F5 Web Application Firewallソリューションも、最も重要なWebアプリケーション セキュリティ リスクのリストとして広く知られているOWASP Top 10で特定された、広範なリスクを阻止し、緩和します。F5 WAFソリューションは、F5 Labsの脅威インテリジェンスやMLベースのセキュリティなどのシグネチャと動作保護を組み合わせて、新たな脅威に対処します。これにより、クラウド、オンプレミス、エッジの各環境でアプリケーションを一貫して保護する負担や複雑さが軽減され、一元的なSaaSインフラストラクチャにより管理が簡素化されます。また、F5 WAFは、分散したアプリケーション全体のパフォーマンスとセキュリティ イベントを全方位的に確認できる単一のダッシュボードを持ち、コア セキュリティ機能、一元的なオーケストレーション、監視機能を備えた開発フレームワークとCI/CDパイプラインに保護手段を統合することで、アプリケーション セキュリティを合理化します。特殊なボット対策と統合されたWAFは、脆弱性の悪用と自動化された脅威を含む上位のセキュリティ リスクを軽減することができる、堅牢なソリューションを提供します。
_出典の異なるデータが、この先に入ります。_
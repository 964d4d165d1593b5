#![cfg(unix)]
//! End-to-end tests of the Claude CLI adapter against fake `claude` scripts.

use futures::StreamExt;
use lena::{ClaudeAgent, ClaudeOptions, Dispatcher, Error, ResponseUnit, TaskKind, TaskRequest};
use std::fs;
use std::os::unix::fs::PermissionsExt;
use std::path::PathBuf;
use std::time::{Duration, SystemTime, UNIX_EPOCH};

struct TempTestDir {
    path: PathBuf,
}

impl TempTestDir {
    fn new(prefix: &str) -> Self {
        let nanos = SystemTime::now()
            .duration_since(UNIX_EPOCH)
            .expect("system clock before UNIX_EPOCH")
            .as_nanos();
        let path = std::env::temp_dir().join(format!("{prefix}-{}-{nanos}", std::process::id()));
        fs::create_dir_all(&path).expect("failed to create temp directory");
        Self { path }
    }

    fn join(&self, name: &str) -> PathBuf {
        self.path.join(name)
    }

    fn write_executable_script(&self, name: &str, content: &str) -> PathBuf {
        let path = self.join(name);
        fs::write(&path, content).expect("failed to write script");
        let mut perms = fs::metadata(&path)
            .expect("failed to stat script")
            .permissions();
        perms.set_mode(0o755);
        fs::set_permissions(&path, perms).expect("failed to chmod script");
        path
    }
}

impl Drop for TempTestDir {
    fn drop(&mut self) {
        let _ = fs::remove_dir_all(&self.path);
    }
}

const FAKE_CLAUDE_OK: &str = r#"#!/usr/bin/env bash
set -euo pipefail
printf '%s\n' "$@" > "$ARGS_FILE"
IFS= read -r line || true
printf '%s\n' "$line" > "$INPUT_FILE"
echo '{"type":"system","subtype":"init","tools":["Task"]}'
echo '{"type":"assistant","message":{"model":"fake","content":[{"type":"text","text":"checking"}]}}'
echo '{"type":"user","message":{"content":[{"type":"tool_result","tool_use_id":"t1","content":"ok"}]}}'
echo '{"type":"result","subtype":"success","is_error":false,"session_id":"fake-1","total_cost_usd":0.01,"result":"looks fine"}'
"#;

const FAKE_CLAUDE_FAILS: &str = r#"#!/usr/bin/env bash
cat > /dev/null
echo "Invalid API key. Please run /login" >&2
exit 3
"#;

const FAKE_CLAUDE_NO_RESULT: &str = r#"#!/usr/bin/env bash
cat > /dev/null
echo '{"type":"assistant","message":{"model":"fake","content":[{"type":"text","text":"partial"}]}}'
"#;

const FAKE_CLAUDE_NOISY: &str = r#"#!/usr/bin/env bash
cat > /dev/null
echo 'Warning: update available'
echo '{"type":"assistant","message":{"model":"fake","content":[{"type":"text","text":"checking"}]}}'
echo '{progress 40%'
echo '{"type":"result","subtype":"success","is_error":false,"result":"ok"}'
"#;

const FAKE_CLAUDE_OVERSIZED: &str = r#"#!/usr/bin/env bash
cat > /dev/null
echo '{"type":"assistant","message":{"model":"fake","content":[{"type":"text","text":"this line is much longer than sixty-four bytes"}]}}'
echo '{"type":"result","subtype":"success","is_error":false,"result":"ok"}'
"#;

const FAKE_CLAUDE_HANGS: &str = r#"#!/usr/bin/env bash
cat > /dev/null
sleep 30
"#;

fn options_for(dir: &TempTestDir, script: &str) -> ClaudeOptions {
    let cli = dir.write_executable_script("claude", script);
    ClaudeOptions::builder()
        .cli_path(cli)
        .cwd(&dir.path)
        .env("ARGS_FILE", dir.join("args.txt").to_string_lossy())
        .env("INPUT_FILE", dir.join("input.json").to_string_lossy())
        .skip_version_check()
        .build()
}

fn audit_request() -> TaskRequest {
    TaskRequest::builder(TaskKind::Audit).build()
}

#[tokio::test]
async fn test_audit_round_trip_through_fake_cli() {
    let dir = TempTestDir::new("lena-cli-ok");
    let dispatcher = Dispatcher::new(ClaudeAgent::new(options_for(&dir, FAKE_CLAUDE_OK)));

    let units: Vec<_> = dispatcher.run(&audit_request()).collect().await;
    let units: Vec<ResponseUnit> = units.into_iter().map(|u| u.unwrap()).collect();

    assert_eq!(units.len(), 2);
    assert_eq!(units[0], ResponseUnit::partial("checking"));
    match &units[1] {
        ResponseUnit::Final {
            text,
            is_error,
            session_id,
            total_cost_usd,
        } => {
            assert_eq!(text, "looks fine");
            assert!(!is_error);
            assert_eq!(session_id.as_deref(), Some("fake-1"));
            assert_eq!(*total_cost_usd, Some(0.01));
        }
        other => panic!("expected Final, got {other:?}"),
    }

    let args: Vec<String> = fs::read_to_string(dir.join("args.txt"))
        .unwrap()
        .lines()
        .map(String::from)
        .collect();
    let value_of = |flag: &str| {
        let i = args.iter().position(|a| a == flag).expect(flag);
        args[i + 1].clone()
    };
    assert_eq!(value_of("--allowedTools"), "Task,Bash,Grep,Read");
    assert_eq!(value_of("--setting-sources"), "user,project,local");
    assert_eq!(value_of("--output-format"), "stream-json");
    assert_eq!(value_of("--input-format"), "stream-json");

    let input: serde_json::Value =
        serde_json::from_str(fs::read_to_string(dir.join("input.json")).unwrap().trim()).unwrap();
    assert_eq!(input["type"], "user");
    let content = input["message"]["content"].as_str().unwrap();
    assert!(content.contains("bandit"));
    assert!(content.contains("npm audit"));
}

#[tokio::test]
async fn test_nonzero_exit_is_stream_error_with_stderr() {
    let dir = TempTestDir::new("lena-cli-fail");
    let dispatcher = Dispatcher::new(ClaudeAgent::new(options_for(&dir, FAKE_CLAUDE_FAILS)));

    let units: Vec<_> = dispatcher.run(&audit_request()).collect().await;
    assert_eq!(units.len(), 1);
    match &units[0] {
        Err(Error::Stream(msg)) => {
            assert!(msg.contains("exit code 3"), "{msg}");
            assert!(msg.contains("Invalid API key"), "{msg}");
        }
        other => panic!("expected stream error, got {other:?}"),
    }
}

#[tokio::test]
async fn test_missing_result_is_stream_error() {
    let dir = TempTestDir::new("lena-cli-noresult");
    let dispatcher = Dispatcher::new(ClaudeAgent::new(options_for(&dir, FAKE_CLAUDE_NO_RESULT)));

    let units: Vec<_> = dispatcher.run(&audit_request()).collect().await;
    assert_eq!(units.len(), 2);
    assert!(matches!(units[0], Ok(ResponseUnit::Partial { .. })));
    assert!(matches!(units[1], Err(Error::Stream(ref m)) if m.contains("without a final result")));
}

#[tokio::test]
async fn test_non_json_output_is_skipped() {
    let dir = TempTestDir::new("lena-cli-noisy");
    let dispatcher = Dispatcher::new(ClaudeAgent::new(options_for(&dir, FAKE_CLAUDE_NOISY)));

    let units: Vec<_> = dispatcher.run(&audit_request()).collect().await;
    let units: Vec<ResponseUnit> = units.into_iter().map(|u| u.unwrap()).collect();
    assert_eq!(units.len(), 2);
    assert_eq!(units[0], ResponseUnit::partial("checking"));
    assert!(units[1].is_final());
    assert_eq!(units[1].text(), "ok");
}

#[tokio::test]
async fn test_oversized_message_is_stream_error() {
    let dir = TempTestDir::new("lena-cli-oversized");
    let options = ClaudeOptions {
        max_buffer_size: 64,
        ..options_for(&dir, FAKE_CLAUDE_OVERSIZED)
    };
    let dispatcher = Dispatcher::new(ClaudeAgent::new(options));

    let units: Vec<_> = dispatcher.run(&audit_request()).collect().await;
    assert_eq!(units.len(), 1);
    assert!(
        matches!(units[0], Err(Error::Stream(ref m)) if m.contains("exceeded maximum buffer size")),
        "{:?}",
        units[0]
    );
}

#[tokio::test]
async fn test_hanging_cli_times_out() {
    let dir = TempTestDir::new("lena-cli-hang");
    let dispatcher = Dispatcher::new(ClaudeAgent::new(options_for(&dir, FAKE_CLAUDE_HANGS)))
        .with_timeout(Duration::from_millis(300));

    let units: Vec<_> = dispatcher.run(&audit_request()).collect().await;
    assert_eq!(units.len(), 1);
    assert!(matches!(units[0], Err(Error::Timeout(_))));
}

#[tokio::test]
async fn test_missing_cli_is_session_error() {
    let dir = TempTestDir::new("lena-cli-missing");
    let options = ClaudeOptions::builder()
        .cli_path(dir.join("does-not-exist"))
        .skip_version_check()
        .build();
    let dispatcher = Dispatcher::new(ClaudeAgent::new(options));

    let units: Vec<_> = dispatcher.run(&audit_request()).collect().await;
    assert_eq!(units.len(), 1);
    assert!(matches!(units[0], Err(Error::Session(_))));
}

#[tokio::test]
async fn test_missing_working_directory_is_session_error() {
    let dir = TempTestDir::new("lena-cli-cwd");
    let cli = dir.write_executable_script("claude", FAKE_CLAUDE_OK);
    let options = ClaudeOptions::builder()
        .cli_path(cli)
        .cwd(dir.join("no-such-dir"))
        .skip_version_check()
        .build();
    let dispatcher = Dispatcher::new(ClaudeAgent::new(options));

    let units: Vec<_> = dispatcher.run(&audit_request()).collect().await;
    assert!(matches!(units[0], Err(Error::Session(ref m)) if m.contains("Working directory")));
}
F5は、アプリケーションの進化と、API導入の増加に伴い増大している攻撃対象を保護し、新たな脅威を防御するソリューションを使用して、OWASP API Security Top 10で特定されたリスクに対処します。F5 Web Application & API Protection(WAAP)ソリューションは、WAF、APIセキュリティ、L3~L7 DDoS緩和策、自動化された脅威やその結果の不正行為を防御するボット対策を含む包括的な保護対策により、最新のアプリケーションの攻撃対象全体を守ります。分散型プラットフォームにより、アプリケーションとAPIがホストされている場所に関係なく、これらの資産全体にわたって一貫したポリシーを導入してセキュリティを拡張することが容易になり、APIライフサイクルとより広範なセキュリティ エコシステムに保護対策を統合することができます。

F5はまた、高度なオンライン セキュリティのための多層的なDDoS対策も提供しています。これは、ネットワーク、プロトコル、アプリケーションを標的とした大規模攻撃をリアルタイムで検知して軽減する、クラウド提供型のマネージド サービスで、オンプレミスのハードウェア、ソフトウェア、ハイブリッド ソリューションでも同じ保護機能が提供されます。F5 Distributed Cloud DDoS Mitigationは、レイヤ3とレイヤ4のアプリケーション固有のボリューム型攻撃や高度なレイヤ7攻撃を、ネットワーク インフラストラクチャやアプリケーションに到達する前に防御します。